In the previous chapter, Shakyamuni Buddha has given his senior disciple Shariputra a prediction that he would in a future lifetime become a Buddha himself and explains further his way of ‘skillful’ teachings by relating the parable of the burning house. He told all of those present who had successfully followed the path of the earlier teachings and attained liberation from suffering and sorrow that they, too, would attain the full wisdom of a Buddha. Immediately, four other senior disciples come before Shakyamuni and express their joy at hearing that they, too, would receive benefits of perfect enlightenment. They explain that they are now old and feeble having spent over twenty years sincerely practicing and mastering the early teachings, successfully attaining freedom from sorrow and suffering. Though they themselves taught the Buddha path to bodhisattvas, they never for a moment considered that it could apply to themselves as well. Now, hearing the Buddha saying that they, too, are in fact bodhisattvas and will ultimately attain the highest enlightenment they are filled with great joy at this unanticipated and unexpected event. To explain more fully, the four disciples tell the following parable of the wandering son.

Once there was a young boy who ran away from home and went off through many countries traveling around looking for work, food and shelter. For fifty years he moved about from place to place in this way becoming very destitute searching to find only the lowliest day labor and whatever meager provisions were given to him. The father during this time lamented the loss of his son and searched far and wide for him without success, but kept his sorrow to himself, never telling anyone of his lost son.

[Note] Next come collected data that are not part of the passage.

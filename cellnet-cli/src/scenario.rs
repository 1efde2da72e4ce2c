//! Scenario file format: the topology and traffic a `cellnet` run replays
//! through a [`World`]. Distinct from [`SimConfig`]: `SimConfig` is engine
//! tuning (buffer thresholds, rate caps, ARQ policy); a scenario is "what's
//! on the map" — which towers and UEs exist, where, how the backhaul is
//! wired, and what each UE is trying to send.

use std::collections::HashMap;
use std::{fs, path::Path};

use serde::Deserialize;

use cellnet_core::types::{TowerHandle, TxIntent, TxMode, UeHandle};
use cellnet_core::{Error, Result, SimConfig};
use cellnet_sim::World;

/// A named tower placed at a meter position.
#[derive(Debug, Clone, Deserialize)]
pub struct ScenarioTower {
    pub id: String,
    pub ip: u32,
    pub x: f64,
    pub y: f64,
}

/// A named UE placed at a meter position, with an optional traffic intent.
#[derive(Debug, Clone, Deserialize)]
pub struct ScenarioUe {
    pub id: String,
    pub ip: u32,
    pub x: f64,
    pub y: f64,
    #[serde(default)]
    pub tx: TxIntent,
}

/// A bidirectional backhaul edge between two towers, referenced by id.
#[derive(Debug, Clone, Deserialize)]
pub struct ScenarioLink {
    pub a: String,
    pub b: String,
}

/// A full scenario: engine tuning plus topology and traffic.
#[derive(Debug, Clone, Deserialize)]
pub struct Scenario {
    #[serde(default)]
    pub sim: SimConfig,
    #[serde(default)]
    pub towers: Vec<ScenarioTower>,
    #[serde(default)]
    pub ues: Vec<ScenarioUe>,
    #[serde(default)]
    pub links: Vec<ScenarioLink>,
}

impl Scenario {
    pub fn from_file<P: AsRef<Path>>(path: P) -> Result<Self> {
        let data = fs::read_to_string(&path).map_err(Error::from)?;
        Self::from_str(&data)
    }

    pub fn from_str(data: &str) -> Result<Self> {
        toml::from_str(data).map_err(Error::from)
    }

    /// Construct a `World` from this scenario and return it alongside the
    /// id-to-handle maps a driver needs to keep referring to the same
    /// towers/UEs by name (e.g. when applying further mutations between
    /// ticks).
    ///
    /// Errors with [`Error::config`] if a link names a tower id that was
    /// never declared in `[[towers]]` — a malformed topology reference,
    /// not a runtime condition to silently skip.
    pub fn build(&self) -> Result<Built> {
        let mut world = World::new(self.sim);

        let mut towers = HashMap::with_capacity(self.towers.len());
        for t in &self.towers {
            let handle = world.create_tower(t.ip, t.x, t.y);
            towers.insert(t.id.clone(), handle);
        }

        for link in &self.links {
            let a = *towers.get(&link.a).ok_or_else(|| {
                Error::config(format!("scenario link references unknown tower id {:?}", link.a))
            })?;
            let b = *towers.get(&link.b).ok_or_else(|| {
                Error::config(format!("scenario link references unknown tower id {:?}", link.b))
            })?;
            world.connect(a, b);
        }

        let mut ues = HashMap::with_capacity(self.ues.len());
        for u in &self.ues {
            let handle = world.create_ue(u.ip, u.x, u.y);
            if u.tx.mode != TxMode::None {
                world.set_ue_tx(handle, u.tx);
            }
            ues.insert(u.id.clone(), handle);
        }

        Ok(Built { world, towers, ues })
    }
}

/// A `World` built from a [`Scenario`], plus the id-to-handle maps needed
/// to address its towers/UEs by the names the scenario file gave them.
pub struct Built {
    pub world: World,
    pub towers: HashMap<String, TowerHandle>,
    pub ues: HashMap<String, UeHandle>,
}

During these years, the father became a fabulously wealthy and successful merchant and money-lender, eventually settling in another city, living in a great palace surrounded by inestimable luxury, fields, gardens and treasure-houses, workers, servants and retainers. His fame and wealth were so great that even kings and noblemen came to his home to ask his advice and assistance. The poor son in his travels one day came to the gate of the palace and seeing the father, but not recognizing him, surrounded by this great wealth and many visitors, became afraid for his own safety, thinking to himself, ‘this must be the home of some king. This is no place for me. If they see me here they will arrest me and I will become a slave’. The son runs off, but the father, having seen him through the gate recognizes him instantly and is filled with joy at his son’s return. He sends an assistant to bring him back to the palace. The assistant comes up to the son and tells him to return, but the son taken by fright thinking he is to be arrested and perhaps even put to death refuses and tries to escape. The assistant seizes him and the son falls into a faint from the horror. Seeing this from the distance the father realizes his mistake and tells the assistant to revive the son and to set him free. The son, greatly relieved at his escape goes off to a nearby humble village where he can safely find a little work and a few scraps of food.

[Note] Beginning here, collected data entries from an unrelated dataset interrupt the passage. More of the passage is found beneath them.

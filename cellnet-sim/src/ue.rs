//! UE (user equipment): attachment/band bookkeeping, send-queue ARQ, and
//! packet reception.
//!
//! A `Ue` never holds a reference to its tower — only a
//! [`TowerHandle`](cellnet_core::types::TowerHandle) resolved through the
//! owning [`crate::world::World`] — and it never computes distances to
//! other entities itself; that cross-entity work belongs to `World`. What
//! lives here is everything a UE can decide on its own once `World` has
//! told it the distance to its candidate tower: band selection, code
//! rate, fragmentation, and the stop-and-wait ARQ state machine.

use std::collections::VecDeque;

use cellnet_core::config::ArqConfig;
use cellnet_core::types::{Band, TowerHandle, TxIntent, TxMode, UeHandle};

use crate::channel;
use crate::packet::{self, Packet, PacketKind};

/// Result of asking a UE to prepare its next transmission this tick.
#[derive(Debug, Clone, PartialEq)]
pub enum ArqAction {
    /// Nothing queued.
    NoPacket,
    /// Queued, but not attached to any tower.
    NotAttached,
    /// Queued and attached, but the head packet would exceed this tick's
    /// bit budget.
    WaitingBudget,
    /// Attempt this packet against the channel this tick. It is not
    /// removed from the queue here; only ACK receipt (or max-retx
    /// give-up, already applied before this variant is returned) does.
    Ready(Packet),
}

/// Outcome of enqueueing a synthetic payload at the tail of a UE's send
/// queue. A typed replacement for a bare `bool`, per the per-tick outcome
/// taxonomy: these are recoverable, expected events, not values of
/// `cellnet_core::Error`.
#[derive(Debug, Clone, Copy, PartialEq, Eq)]
pub enum EnqueueOutcome {
    /// Every fragment was queued.
    Enqueued,
    /// Queueing stopped partway through because `buffer_threshold_bits`
    /// would have been exceeded; fragments queued before the cutoff stay
    /// queued.
    BufferOverflow,
}

impl EnqueueOutcome {
    /// Shorthand for callers that only care whether the whole payload made
    /// it onto the queue.
    pub fn enqueued(self) -> bool {
        matches!(self, EnqueueOutcome::Enqueued)
    }
}

/// Rank bands by service quality, best first. Used to decide whether a
/// candidate band is an upgrade over the UE's current one.
fn band_rank(band: Band) -> u8 {
    match band {
        Band::High => 0,
        Band::Mid => 1,
        Band::Low => 2,
    }
}

/// Band a UE would get at `distance` from a tower, ignoring hysteresis.
pub fn raw_band(distance: f64) -> Option<Band> {
    if distance <= Band::High.range_m() {
        Some(Band::High)
    } else if distance <= Band::Mid.range_m() {
        Some(Band::Mid)
    } else if distance <= Band::Low.range_m() {
        Some(Band::Low)
    } else {
        None
    }
}

fn meets_upgrade_gate(band: Band, distance: f64) -> bool {
    match band {
        Band::High => distance <= 0.7 * Band::High.range_m(),
        Band::Mid => distance <= 0.9 * Band::Mid.range_m(),
        Band::Low => distance <= Band::Low.range_m(),
    }
}

/// Select a UE's band at `distance`, applying the upgrade-hysteresis gate
/// whenever the candidate would be a strict improvement over
/// `current_band`. Downgrades and fresh attachments (no current band)
/// always use the raw thresholds, so a UE drifting out of range loses
/// service promptly.
pub fn select_band(distance: f64, current_band: Option<Band>) -> Option<Band> {
    let raw = raw_band(distance);
    match (current_band, raw) {
        (None, _) => raw,
        (Some(_), None) => None,
        (Some(cur), Some(candidate)) => {
            if band_rank(candidate) < band_rank(cur) && !meets_upgrade_gate(candidate, distance) {
                Some(cur)
            } else {
                Some(candidate)
            }
        }
    }
}

/// Code rate as a function of `distance / max_range`. Unattached UEs use
/// `0.9` (the caller is expected to pass `max_range <= 0.0` or skip the
/// call entirely when there is no attachment).
pub fn code_rate_for(distance: f64, max_range: f64) -> f64 {
    let ratio = if max_range > 0.0 { distance / max_range } else { 0.0 };
    if ratio <= 0.3 {
        0.9
    } else if ratio <= 0.7 {
        2.0 / 3.0
    } else {
        0.5
    }
}

/// A mobile endpoint.
#[derive(Debug, Clone)]
pub struct Ue {
    pub handle: UeHandle,
    pub ip_addr: u32,
    pub x: f64,
    pub y: f64,
    current_tower: Option<TowerHandle>,
    band: Option<Band>,
    max_range: f64,
    code_rate: f64,
    send_queue: VecDeque<Packet>,
    queue_bits: u64,
    next_packet_num: u16,
    tx_bytes_this_tick: u64,
    total_bits_tx: u64,
    bit_errors: f64,
    tx_intent: TxIntent,
    dt: f64,
    buffer_threshold_bits: u64,
    uplink_grant_bits: u64,
    arq: ArqConfig,
}

impl Ue {
    pub fn new(
        handle: UeHandle,
        ip_addr: u32,
        x: f64,
        y: f64,
        buffer_threshold_bits: u64,
        arq: ArqConfig,
        dt: f64,
    ) -> Self {
        Self {
            handle,
            ip_addr,
            x,
            y,
            current_tower: None,
            band: None,
            max_range: 0.0,
            code_rate: 0.9,
            send_queue: VecDeque::new(),
            queue_bits: 0,
            next_packet_num: 0,
            tx_bytes_this_tick: 0,
            total_bits_tx: 0,
            bit_errors: 0.0,
            tx_intent: TxIntent::none(),
            dt,
            buffer_threshold_bits,
            uplink_grant_bits: 0,
            arq,
        }
    }

    pub fn current_tower(&self) -> Option<TowerHandle> {
        self.current_tower
    }

    pub fn band(&self) -> Option<Band> {
        self.band
    }

    pub fn code_rate(&self) -> f64 {
        self.code_rate
    }

    pub fn max_range(&self) -> f64 {
        self.max_range
    }

    pub fn tx_intent(&self) -> TxIntent {
        self.tx_intent
    }

    pub fn set_tx_intent(&mut self, intent: TxIntent) {
        self.tx_intent = intent;
    }

    pub fn set_dt(&mut self, dt: f64) {
        self.dt = dt;
    }

    pub fn set_position(&mut self, x: f64, y: f64) {
        self.x = x;
        self.y = y;
    }

    pub fn distance_to(&self, x: f64, y: f64) -> f64 {
        ((self.x - x).powi(2) + (self.y - y).powi(2)).sqrt()
    }

    /// Bit budget this tick: the same tower-arbitrated shared-band grant
    /// (`shared_rate · Δt · code_rate`, §4.4) that gates the tower's
    /// downlink to this UE, mirrored onto the uplink direction — a UE's
    /// radio has one rate, not an independent uplink cap. Zero while
    /// unattached.
    pub fn bit_budget(&self) -> u64 {
        self.uplink_grant_bits
    }

    /// Set the per-tick uplink bit grant, recomputed by the attached
    /// tower's rate arbitration (§4.4) whenever attachment or band
    /// changes. Zeroed on detach.
    pub fn set_uplink_grant(&mut self, bits: u64) {
        self.uplink_grant_bits = bits;
    }

    /// Bytes this tick's `mode = max` traffic would enqueue, per §4.8.
    pub fn max_mode_bytes(&self) -> u32 {
        (self.bit_budget() / 8) as u32
    }

    pub fn queue_bits(&self) -> u64 {
        self.queue_bits
    }

    pub fn queue_len(&self) -> usize {
        self.send_queue.len()
    }

    pub fn tx_bytes_this_tick(&self) -> u64 {
        self.tx_bytes_this_tick
    }

    pub fn total_bits_tx(&self) -> u64 {
        self.total_bits_tx
    }

    pub fn bit_errors(&self) -> f64 {
        self.bit_errors
    }

    /// Bit-error rate, `bit_errors / max(1, total_bits_tx)`.
    pub fn ber(&self) -> f64 {
        self.bit_errors / (self.total_bits_tx.max(1) as f64)
    }

    /// Called by `World` once it has resolved the UE's nearest tower and
    /// the candidate band at that distance. Updates attachment state and
    /// returns `true` if the attachment (tower or band) actually changed,
    /// so the caller knows whether to recompute tower rates.
    pub fn apply_attachment(
        &mut self,
        tower: Option<TowerHandle>,
        band: Option<Band>,
        max_range: f64,
        code_rate: f64,
    ) -> bool {
        let changed = self.current_tower != tower || self.band != band;
        self.current_tower = tower;
        self.band = band;
        self.max_range = if band.is_some() { max_range } else { 0.0 };
        self.code_rate = code_rate;
        if band.is_none() {
            self.uplink_grant_bits = 0;
        }
        changed
    }

    /// Split `n_bytes` of synthetic payload into fragments and enqueue
    /// them at the tail, stopping (not skipping) as soon as the buffer
    /// threshold would be exceeded.
    pub fn enqueue(&mut self, dst_ip: u32, n_bytes: u32, t_step: u64) -> EnqueueOutcome {
        if n_bytes == 0 {
            return EnqueueOutcome::Enqueued;
        }
        let payload = vec![0u8; n_bytes as usize];
        for chunk in payload.chunks(packet::MAX_FRAGMENT_SIZE) {
            let candidate = Packet::data(self.ip_addr, dst_ip, self.next_packet_num, chunk, t_step);
            let bits = candidate.bit_len();
            if self.queue_bits + bits > self.buffer_threshold_bits {
                tracing::warn!(ue = %self.handle, "send queue buffer overflow, truncating fragmentation");
                return EnqueueOutcome::BufferOverflow;
            }
            self.next_packet_num = self.next_packet_num.wrapping_add(1);
            self.queue_bits += bits;
            self.send_queue.push_back(candidate);
        }
        EnqueueOutcome::Enqueued
    }

    /// Run the ARQ state machine against the head of the send queue and
    /// decide what, if anything, to attempt transmitting this tick.
    pub fn prepare_transmit(&mut self, now: u64) -> ArqAction {
        let has_head = self.send_queue.front().is_some();
        if !has_head {
            return ArqAction::NoPacket;
        }

        let arq_applies = {
            let head = self.send_queue.front().expect("checked above");
            head.kind == PacketKind::Data && !head.is_broadcast() && self.arq.max_retx > 0
        };

        if arq_applies {
            let timed_out = {
                let head = self.send_queue.front().expect("checked above");
                now.saturating_sub(head.t_step) >= self.arq.timeout_ticks
            };
            if timed_out {
                let give_up = {
                    let head = self.send_queue.front_mut().expect("checked above");
                    head.retx_count += 1;
                    head.t_step = now;
                    head.retx_count > self.arq.max_retx
                };
                if give_up {
                    let dropped = self.send_queue.pop_front().expect("checked above");
                    self.queue_bits = self.queue_bits.saturating_sub(dropped.bit_len());
                    tracing::warn!(
                        ue = %self.handle,
                        packet_num = dropped.packet_num,
                        "max retx exceeded, dropping head packet"
                    );
                    return ArqAction::NoPacket;
                }
            }
        }

        if self.current_tower.is_none() {
            return ArqAction::NotAttached;
        }

        let head = self.send_queue.front().expect("checked above").clone();
        if head.bit_len() > self.bit_budget() {
            return ArqAction::WaitingBudget;
        }
        ArqAction::Ready(head)
    }

    /// Account a transmit attempt's bits, regardless of whether the
    /// channel later drops it: these counters measure transmitter
    /// activity, not delivery success.
    pub fn record_tx_attempt(&mut self, bits: u64) {
        self.tx_bytes_this_tick += bits / 8;
        self.total_bits_tx += bits;
    }

    /// Account bit errors from a channel-dropped transmission.
    pub fn record_channel_drop(&mut self, bits: u64, distance: f64) {
        self.bit_errors += channel::bit_errors(bits, distance, self.max_range.max(1.0));
    }

    /// Build the ACK to send back for a received DATA packet, and hand it
    /// to the caller to push into the attached tower's ingress.
    pub fn receive_data(&self, data: &Packet) -> Packet {
        Packet::ack_for(data)
    }

    /// Remove the first queued DATA packet matching `packet_num`,
    /// releasing its bits. Called when an ACK arrives.
    pub fn receive_ack(&mut self, packet_num: u16) {
        if let Some(pos) = self
            .send_queue
            .iter()
            .position(|p| p.kind == PacketKind::Data && p.packet_num == packet_num)
        {
            if let Some(removed) = self.send_queue.remove(pos) {
                self.queue_bits = self.queue_bits.saturating_sub(removed.bit_len());
            }
        }
    }

    /// Clear per-tick counters. Called at tick end by the driver loop.
    pub fn clear_tick_counters(&mut self) {
        self.tx_bytes_this_tick = 0;
    }

    /// Traffic this tick's configured [`TxMode`] would enqueue, resolved
    /// against a caller-supplied random byte count for `Random` mode.
    pub fn materialize_intent(&self, random_bytes: u32) -> Option<(u32, u32)> {
        match self.tx_intent.mode {
            TxMode::None => None,
            TxMode::Fixed => Some((self.tx_intent.dst_ip?, self.tx_intent.n_bytes?)),
            TxMode::Random => Some((self.tx_intent.dst_ip?, random_bytes)),
            TxMode::Max => Some((self.tx_intent.dst_ip?, self.max_mode_bytes())),
        }
    }
}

The father devises a plan to entice the son back to his palace using skillful means. He still has not told anyone that this man is his son, but instead sends off two of his workers dirty and dressed in rags to offer the son a job sweeping dung at double wages. The son accepts and returns taking up the task and lives in a little hut on the palace grounds.  The father continues to watch him from afar to see how he works and one day disguises himself in dirty cloths and mud in order to get close to his son. As he does, he tells his laborers,

‘Get on with your work. Don’t be lazy!’ By such a device he gets near his son, to whom he soon afterword says, ‘My man, you stay and work here, do not go again elsewhere; I will increase your wages; whatever you need bowls, utensils, rice wheat flour, salt, vinegar and so on; have no hesitations; besides these is an old and worn-out servant whom you shall be given if you need him. Be at ease in your mind; I am as it were your father; do not be worried again. Why? I am old and advanced in years, but you are young and vigorous; all the time you have been working, you have never been deceitful, lazy, angry, or grumbling; I have never seen you have such vices as these, like the other laborers. From this time on you shall be as my own begotten son.’

The son rejoices at his unexpected well-being, but still considers himself just a humble hireling, continuing to sweep dung for another twenty years and to live in the same simple hut. Over this time confidence grows between the father and the son. As the father ages, he gradually introduces the son to running the business and teaches him how to manage the wealth and the household, tasks the son carries out successfully, but all the while still thinking that he is just the hired help having no desire or expectation that the riches were his. Finally the father, recognizing that his own death is approaching calls together all the household, his relatives, the king and his ministers and all his business partners and announces,

‘Know, gentlemen, this is my son begotten by me. It is over fifty years since he left me and ran away to endure loneliness and misery. At that time in that city I sought him sorrowfully. Suddenly in this place I met and regained him. This is really my son and I am really his father. Now all the wealth which I possess belongs entirely to my son and all my previous disbursements and receipts are known by this son.’

The son was filled with great joy hearing this unexpected news that he really was in fact the son and that all this wealth he had cared for was actually his. Never in all the time he lived and worked for the father had that thought crossed his mind and so he had no desire for it or expectation that he would attain it.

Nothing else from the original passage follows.